O.D. Goodenough became the next publisher. He was a veteran newspaperman from Towanda, a veteran of the Civil War, member of the GAR, a practical printer and bright local paragrapher. He took charge of the paper and remained with it for a number of years. He named it the “Mansfield Advertiser”.
In 1873 – The paper’s next publisher was D.A. Farnham. A young man who took charge of the paper and did all in his power to make it a valuable weekly. In the summer of 1874 he died from a hunting accident. In fulfillment of Mr. Farnham’s contract with the Mansfield Printing Co. the Mansfield Advertiser was published until January 1 1875 by his brother.

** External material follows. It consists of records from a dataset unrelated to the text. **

//! Client configuration

use solana_pubkey::Pubkey;
use std::path::PathBuf;
use std::time::Duration;

use crate::witness::MerkleOrientation;

/// Everything the client needs to know about its pool and environment
#[derive(Clone, Debug)]
pub struct ClientConfig {
    /// The epoch pool program
    pub program_id: Pubkey,
    /// The pool instance (its config account address)
    pub pool: Pubkey,
    /// Asset the pool holds
    pub asset_id: [u8; 32],
    /// Slots per epoch; refreshed from the pool config on sync
    pub epoch_duration_slots: u64,
    /// Slots after which a note's epoch expires
    pub expiry_slots: u64,
    /// Where the encrypted note store lives; `None` disables persistence
    pub store_path: Option<PathBuf>,
    /// Return zeroed proofs (`MOCK_PROOFS=1`; tests only)
    pub mock_proofs: bool,
    /// Merkle path conventions the circuit build expects
    pub orientation: MerkleOrientation,
    /// Transactions replayed by `scan_history` on wallet re-open
    pub history_scan_limit: usize,
    /// Minimum gap between debounced snapshot saves
    pub save_debounce: Duration,
}

impl ClientConfig {
    pub fn new(program_id: Pubkey, pool: Pubkey, asset_id: [u8; 32]) -> Self {
        Self {
            program_id,
            pool,
            asset_id,
            epoch_duration_slots: 432_000,
            expiry_slots: 1_296_000,
            store_path: None,
            mock_proofs: false,
            orientation: MerkleOrientation::default(),
            history_scan_limit: 100,
            save_debounce: Duration::from_millis(500),
        }
    }

    /// Overlay the recognized environment flags:
    /// `ZK_MERKLE_ORDER`, `ZK_MERKLE_LEFT_IS_ONE`, `MOCK_PROOFS`
    pub fn with_env_flags(mut self) -> Self {
        self.orientation = MerkleOrientation::from_env();
        self.mock_proofs = crate::prover::mock_proofs_enabled();
        self
    }

    /// Note lifetime in epochs
    pub fn expiry_epochs(&self) -> u64 {
        (self.expiry_slots / self.epoch_duration_slots.max(1)).max(1)
    }
}

#[cfg(test)]
mod tests {
    use super::*;

    #[test]
    fn test_expiry_epochs() {
        let mut config =
            ClientConfig::new(Pubkey::new_from_array([1u8; 32]), Pubkey::default(), [0u8; 32]);
        assert_eq!(config.expiry_epochs(), 3);

        config.expiry_slots = 432_000;
        assert_eq!(config.expiry_epochs(), 1);

        // degenerate configs still yield a live window
        config.expiry_slots = 0;
        assert_eq!(config.expiry_epochs(), 1);
    }
}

In 1875 the Advertiser was published by V.R. Pratt and O.D. Goodenough. It was an independent paper and according to writers of that time, it was one of the spiciest local papers in this section of the County. O.D. (better known as Ben) Goodenough was editor. The paper circulated extensively through out the eastern and central townships of the county.
In 1877 – it was published by Goodenough and Lewis, enlarged to seven columns and the date of publication changed from Tuesday to Wednesday.
W.A. Roland became publisher and procurator in 1879. The influence of Dr. F. Allen and the other members of the Printing Committee continued from the papers of Pratt and Goodenough to W.A. Rowland. The following Mansfield information was located in the right hand corner of the front page:
MANSFIELD
Is located in Tioga County, Pennsylvania on
the Tioga and Elmira State Line Railroad,
thirty miles from Elmira, N.Y. Its inhabitants
(about 1,600) are thrifty, intelligent people
and cordially invite Immigrants to settle in
their midst. In the heart of a fine farming
region, with an inexhaustible supply of
bituminous coal, iron ore and timber in the
immediate vicinity, it is an inviting field
for capitalists and manufacturers. The State
Normal School for the fifth district of
Pennsylvania is also located here, where
educational advantages are second to none in
the union.
The above was taken from the Mansfield Advertiser of July 2, 1879, published every Wednesday by W.A. Rowland, Publisher and Proprietor.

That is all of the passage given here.